It would seem that those who are not Portenos (natives of Buenos Aires) want us to believe that tango started as a men only event initiated on the ranches with the gauchos. Here in Buenos Aires it goes that the tango and modern Buenos Aires were born in the same place: the conventillos (tenement houses) of the port neighbourhood of La Boca in the late 19th century and eventually swept from the brothels and cabarets to the rest of the city. By the 1920s the dance had become respectable enough to fill the salons of the upper class in Argentina and abroad. Carlos Gardel made tango music popular in its own right in the 1930s and it is his legacy that we experienced last night La Esquinas Carlos Gardel. It was a dinner and show and none of us had very high expectations for dinner but we were excited to see the show. It far exceeded our expectations. Dinner was outstanding and we are still shaking our heads over how they managed to have a very good selection for 3 courses for dinner with about 500 people in the theatre. The dinner was as good as any we have had and we've had some great ones! We enjoyed every aspect of the show!

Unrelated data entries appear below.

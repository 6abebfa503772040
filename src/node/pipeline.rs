use std::collections::HashMap;
use std::sync::Arc;
use std::time::Duration;

use anyhow::{anyhow, Result};
use async_trait::async_trait;
use tokio::sync::{mpsc, watch};
use tokio::task::JoinHandle;
use tracing::debug;

use crate::core::{DataMessage, Payload, ReferenceClock, Sample, Session, StreamSpec};
use crate::observability::StreamCounters;
use crate::storage::StreamSink;
use crate::transport::LocalBus;

use super::{NodeStatus, RoleWorker};

/// Per-sample reaction of the synchronous ingest worker. Returning a
/// payload emits one derived sample on the pipeline's ingest output
/// stream.
pub trait IngestTransform: Send {
    fn on_sample(&mut self, msg: &DataMessage) -> Result<Option<Payload>>;
}

/// Re-emits every tabular sample unchanged. The stand-in transform used
/// when no user transform is configured, mirroring a prediction worker
/// that forwards features downstream.
pub struct RelayTransform;

impl IngestTransform for RelayTransform {
    fn on_sample(&mut self, msg: &DataMessage) -> Result<Option<Payload>> {
        Ok(Some(msg.payload.clone()))
    }
}

/// Pipeline role: a synchronous ingest worker (subscribe, react, emit)
/// and an asynchronous generator worker (internally-triggered outputs).
/// The two workers share nothing but their ownership-disjoint outbound
/// streams, so no cross-worker locks exist.
pub struct PipelineWorker {
    node_id: String,
    publisher_id: String,
    topics: Vec<String>,
    /// First output stream feeds the ingest worker, an optional second
    /// one feeds the generator.
    outputs: Vec<StreamSpec>,
    transform: Option<Box<dyn IngestTransform>>,
    sinks: HashMap<String, StreamSink>,
    counters: HashMap<String, Arc<StreamCounters>>,
    bus: LocalBus,
    clock: Arc<ReferenceClock>,
    generator_period: Option<Duration>,
    status_tx: mpsc::Sender<NodeStatus>,
    cancel_tx: Option<watch::Sender<bool>>,
    drain_tx: Option<watch::Sender<bool>>,
    ingest_task: Option<JoinHandle<()>>,
    generator_task: Option<JoinHandle<()>>,
}

impl PipelineWorker {
    #[allow(clippy::too_many_arguments)]
    pub fn new(
        node_id: impl Into<String>,
        broker_id: &str,
        topics: Vec<String>,
        outputs: Vec<StreamSpec>,
        transform: Box<dyn IngestTransform>,
        sinks: HashMap<String, StreamSink>,
        counters: HashMap<String, Arc<StreamCounters>>,
        bus: LocalBus,
        clock: Arc<ReferenceClock>,
        generator_period: Option<Duration>,
        status_tx: mpsc::Sender<NodeStatus>,
    ) -> Self {
        let node_id = node_id.into();
        Self {
            publisher_id: format!("{}/{}", broker_id, node_id),
            node_id,
            topics,
            outputs,
            transform: Some(transform),
            sinks,
            counters,
            bus,
            clock,
            generator_period,
            status_tx,
            cancel_tx: None,
            drain_tx: None,
            ingest_task: None,
            generator_task: None,
        }
    }

    fn emitter_for(&mut self, stream_index: usize) -> Option<StreamEmitter> {
        let spec = self.outputs.get(stream_index)?.clone();
        let sink = self.sinks.remove(&spec.stream_id);
        let counters = self.counters.get(&spec.stream_id).cloned();
        Some(StreamEmitter {
            topic: spec.topic(),
            stream_id: spec.stream_id,
            publisher_id: self.publisher_id.clone(),
            seq: 0,
            sink,
            counters,
            bus: self.bus.clone(),
            clock: Arc::clone(&self.clock),
        })
    }
}

#[async_trait]
impl RoleWorker for PipelineWorker {
    fn node_id(&self) -> &str {
        &self.node_id
    }

    async fn init(&mut self) -> Result<()> {
        Ok(())
    }

    async fn prepare(&mut self) -> Result<()> {
        if self.outputs.is_empty() {
            return Err(anyhow!("pipeline has no output streams"));
        }
        Ok(())
    }

    async fn start(&mut self, _session: Arc<Session>) -> Result<()> {
        let transform = self.transform.take().ok_or_else(|| anyhow!("pipeline already started"))?;
        let (cancel_tx, cancel_rx) = watch::channel(false);
        let (drain_tx, drain_rx) = watch::channel(false);
        self.cancel_tx = Some(cancel_tx);
        self.drain_tx = Some(drain_tx);

        let ingest_emitter = self
            .emitter_for(0)
            .ok_or_else(|| anyhow!("pipeline has no ingest output stream"))?;
        let subscription = self.bus.subscribe(self.topics.clone());
        let node_id = self.node_id.clone();
        self.ingest_task = Some(tokio::spawn(ingest_loop(
            node_id,
            subscription,
            transform,
            ingest_emitter,
            cancel_rx.clone(),
            drain_rx.clone(),
        )));

        if let Some(period) = self.generator_period {
            if let Some(emitter) = self.emitter_for(1) {
                self.generator_task =
                    Some(tokio::spawn(generator_loop(emitter, period, cancel_rx, drain_rx)));
            }
        }
        Ok(())
    }

    async fn drain(&mut self) -> Result<()> {
        if let Some(drain) = &self.drain_tx {
            let _ = drain.send(true);
        }
        if let Some(task) = self.ingest_task.take() {
            task.await.map_err(|e| anyhow!("ingest worker panicked: {}", e))?;
        }
        if let Some(task) = self.generator_task.take() {
            task.await.map_err(|e| anyhow!("generator worker panicked: {}", e))?;
        }
        Ok(())
    }

    async fn abort(&mut self) {
        if let Some(cancel) = &self.cancel_tx {
            let _ = cancel.send(true);
        }
        if let Some(task) = self.ingest_task.take() {
            task.abort();
        }
        if let Some(task) = self.generator_task.take() {
            task.abort();
        }
    }
}

/// Everything one worker needs to publish on one outbound stream.
struct StreamEmitter {
    stream_id: String,
    topic: String,
    publisher_id: String,
    seq: u64,
    sink: Option<StreamSink>,
    counters: Option<Arc<StreamCounters>>,
    bus: LocalBus,
    clock: Arc<ReferenceClock>,
}

impl StreamEmitter {
    fn emit(&mut self, payload: Payload) {
        let sample = Sample {
            stream_id: self.stream_id.clone(),
            seq: self.seq,
            reference_ts_ns: self.clock.reference_time_ns(),
            device_ts_ns: None,
            payload,
        };
        self.seq += 1;
        if let Some(sink) = &mut self.sink {
            let _ = sink.commit(sample.clone());
        }
        self.bus
            .publish_local(DataMessage::from_sample(&*self.topic, &*self.publisher_id, &sample));
        if let Some(counters) = &self.counters {
            counters.record_published();
        }
    }
}

async fn ingest_loop(
    node_id: String,
    mut subscription: crate::transport::BusSubscription,
    mut transform: Box<dyn IngestTransform>,
    mut emitter: StreamEmitter,
    mut cancel_rx: watch::Receiver<bool>,
    mut drain_rx: watch::Receiver<bool>,
) {
    loop {
        let draining = *drain_rx.borrow();
        let msg = tokio::select! {
            _ = cancel_rx.changed() => break,
            _ = drain_rx.changed() => continue,
            msg = subscription.recv() => msg,
            _ = tokio::time::sleep(Duration::from_millis(100)), if draining => None,
        };
        let Some(msg) = msg else { break };

        match transform.on_sample(msg.as_ref()) {
            Ok(Some(payload)) => emitter.emit(payload),
            Ok(None) => {}
            Err(_) => {
                if let Some(counters) = &emitter.counters {
                    counters.record_transient_error();
                }
            }
        }
    }
    debug!(node_id = %node_id, "pipeline ingest worker exited");
}

async fn generator_loop(
    mut emitter: StreamEmitter,
    period: Duration,
    mut cancel_rx: watch::Receiver<bool>,
    mut drain_rx: watch::Receiver<bool>,
) {
    let mut ticker = tokio::time::interval(period);
    let mut tick_no = 0u64;
    loop {
        tokio::select! {
            _ = cancel_rx.changed() => break,
            _ = drain_rx.changed() => {
                if *drain_rx.borrow() {
                    break;
                }
            }
            _ = ticker.tick() => {
                emitter.emit(Payload::Tabular(vec![tick_no as f64]));
                tick_no += 1;
            }
        }
    }
    debug!("pipeline generator worker exited");
}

The music and its two-four beat beg the body to MOVE and I believe that anyone who can sit quietly through a tango show must not possess a rhythmic gene.
Today we will head back up to the Recoleta Artisanal Market in case there is something we have forgotten.....lol.....and head to Tortoni, another tango cafe for a late lunch and some more tango music before having a night at home for the Oscars.
We are dismayed to think we have only a few days left for this amazing visit and plan to make the most of it.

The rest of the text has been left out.